I was visiting my Granny in Nebraska (Hi Granny!)for a couple of weeks that summer. She must have picked up some youth Christian fiction for me. One night I was reading the story of a teenage girl who made some really bad choices and after she accepted Christ everything became wonderful. At the end of the book there was an invitation. The author pretty much walked you through what to pray. So I did it. I didn't tell anyone. I didn't have anyone pray with me. Most of all, I didn't feel changed. Not really. The girl in the book felt an immediate presence. I thought maybe I did it wrong, so I did it again. That time may have felt a little more convincing so I just went with it and told myself I became a Christian.

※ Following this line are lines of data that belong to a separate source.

use serde_json::Value;

/// 按点号路径（如 `labels.service`）读取嵌套 JSON 中的值。
///
/// 只访问对象自身的键；数组按十进制下标访问。任一段缺失、或中间值不可遍历时
/// 返回 `None`，根节点不是对象或数组时同样返回 `None`。
pub fn resolve<'a>(root: &'a Value, path: &str) -> Option<&'a Value> {
    if !is_traversable(root) {
        return None;
    }

    path.split('.').try_fold(root, |current, segment| match current {
        Value::Object(map) => map.get(segment),
        Value::Array(items) => segment.parse::<usize>().ok().and_then(|idx| items.get(idx)),
        _ => None,
    })
}

fn is_traversable(value: &Value) -> bool {
    matches!(value, Value::Object(_) | Value::Array(_))
}
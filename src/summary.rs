//! 日志摘要：按字段路径拼接，或按固定优先级从 payload 中提取一段短文本。
//! 输出的摘要一律经过脱敏。

use serde_json::Value;

use crate::error::Result;
use crate::model::{LogEntry, LogSummary};
use crate::path::resolve;
use crate::redact::Redactor;

/// 默认提取路径的最大字符数（超出部分以 `...` 截断）
pub const SUMMARY_MAX_CHARS: usize = 300;
/// 嵌套遍历与序列化的深度上限
pub const MAX_DEPTH: usize = 64;
/// 无法安全序列化时使用的占位文本
pub const COMPLEX_OBJECT: &str = "[Complex Object]";

const PRETTY_MAX_CHARS: usize = 1000;
const ELLIPSIS: &str = "...";

#[derive(Debug, Clone)]
pub struct Summarizer {
    redactor: Redactor,
}

impl Summarizer {
    pub fn new() -> Result<Self> {
        Ok(Self::with_redactor(Redactor::new()?))
    }

    pub fn with_redactor(redactor: Redactor) -> Self {
        Self { redactor }
    }

    pub fn summarize(&self, entry: &LogEntry, fields: Option<&[String]>) -> LogSummary {
        let summary = match fields {
            Some(fields) if !fields.is_empty() => {
                let text = self.summary_from_fields(entry, fields);
                if text.is_empty() {
                    self.default_summary(entry)
                } else {
                    text
                }
            }
            _ => self.default_summary(entry),
        };

        LogSummary {
            id: entry.insert_id.clone(),
            timestamp: entry.timestamp.clone(),
            severity: entry.severity,
            summary,
        }
    }

    pub fn summarize_all(&self, entries: &[LogEntry], fields: Option<&[String]>) -> Vec<LogSummary> {
        entries.iter().map(|e| self.summarize(e, fields)).collect()
    }

    fn summary_from_fields(&self, entry: &LogEntry, fields: &[String]) -> String {
        let root = entry.to_value();
        let parts: Vec<String> = fields
            .iter()
            .filter_map(|field| {
                let rendered = resolve(&root, field).and_then(render_field)?;
                Some(format!("{field}: {rendered}"))
            })
            .collect();

        if parts.is_empty() {
            return String::new();
        }
        self.redactor.redact(&parts.join(", "))
    }

    fn default_summary(&self, entry: &LogEntry) -> String {
        let text = entry
            .text_payload
            .clone()
            .or_else(|| message_field(entry.json_payload.as_ref()))
            .or_else(|| message_field(entry.proto_payload.as_ref()))
            .or_else(|| entry.json_payload.as_ref().and_then(|v| find_message(v, 0)))
            .or_else(|| entry.proto_payload.as_ref().map(|v| to_json_safe(v, false)))
            .or_else(|| entry.json_payload.as_ref().map(|v| to_json_safe(v, false)))
            .unwrap_or_default();

        truncate(&self.redactor.redact(&text), SUMMARY_MAX_CHARS)
    }
}

/// 序列化为 JSON 文本；嵌套过深或序列化失败时返回占位文本，不会报错。
pub fn to_json_safe(value: &Value, pretty: bool) -> String {
    if exceeds_depth(value, MAX_DEPTH) {
        return COMPLEX_OBJECT.to_string();
    }
    let rendered = if pretty {
        serde_json::to_string_pretty(value)
    } else {
        serde_json::to_string(value)
    };
    rendered.unwrap_or_else(|_| COMPLEX_OBJECT.to_string())
}

fn exceeds_depth(value: &Value, remaining: usize) -> bool {
    match value {
        Value::Object(map) => remaining == 0 || map.values().any(|v| exceeds_depth(v, remaining - 1)),
        Value::Array(items) => remaining == 0 || items.iter().any(|v| exceeds_depth(v, remaining - 1)),
        _ => false,
    }
}

fn render_field(value: &Value) -> Option<String> {
    match value {
        Value::Null => None,
        Value::String(s) => Some(s.clone()),
        Value::Bool(_) | Value::Number(_) => Some(value.to_string()),
        Value::Object(_) | Value::Array(_) => {
            let pretty = to_json_safe(value, true);
            if pretty.chars().count() <= PRETTY_MAX_CHARS {
                Some(pretty)
            } else {
                Some(to_json_safe(value, false))
            }
        }
    }
}

fn message_field(payload: Option<&Value>) -> Option<String> {
    payload?.get("message")?.as_str().map(str::to_string)
}

/// 深度优先查找第一个 `message` 键，遍历顺序即键的插入顺序。
fn find_message(value: &Value, depth: usize) -> Option<String> {
    if depth > MAX_DEPTH {
        return None;
    }
    match value {
        Value::Object(map) => {
            if let Some(message) = map.get("message") {
                return Some(coerce_to_string(message));
            }
            map.values().find_map(|v| find_message(v, depth + 1))
        }
        Value::Array(items) => items.iter().find_map(|v| find_message(v, depth + 1)),
        _ => None,
    }
}

fn coerce_to_string(value: &Value) -> String {
    match value {
        Value::String(s) => s.clone(),
        other => to_json_safe(other, false),
    }
}

fn truncate(text: &str, max_chars: usize) -> String {
    match text.char_indices().nth(max_chars) {
        Some((cut, _)) => format!("{}{ELLIPSIS}", &text[..cut]),
        None => text.to_string(),
    }
}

My fledgling faith consisted of the "Are You There God. It's Me, Margaret" type prayers. (Hello, Judy Blume fans) I think I knew He was in Heaven somewhere but did He really care about me? The church I grew up in was very formal. We stood when they told us in the bulletin to stand. We recited what they told us to recite, when they told us to. We sang songs from a funny old book with numbers in it. None of it meant anything to me. It really wasn't even a comfort to me growing up. I was always off the words during the reciting time. I never understood what any of the fancy words were in the slllooooowwwww songs. And, honestly, I was bored. Really really bored. I never got the feeling that God really cared for ME except when I made mistakes. Surely, He must be noticing all my mistakes and taking note of them. I knew I believed in Him, but what did it all mean?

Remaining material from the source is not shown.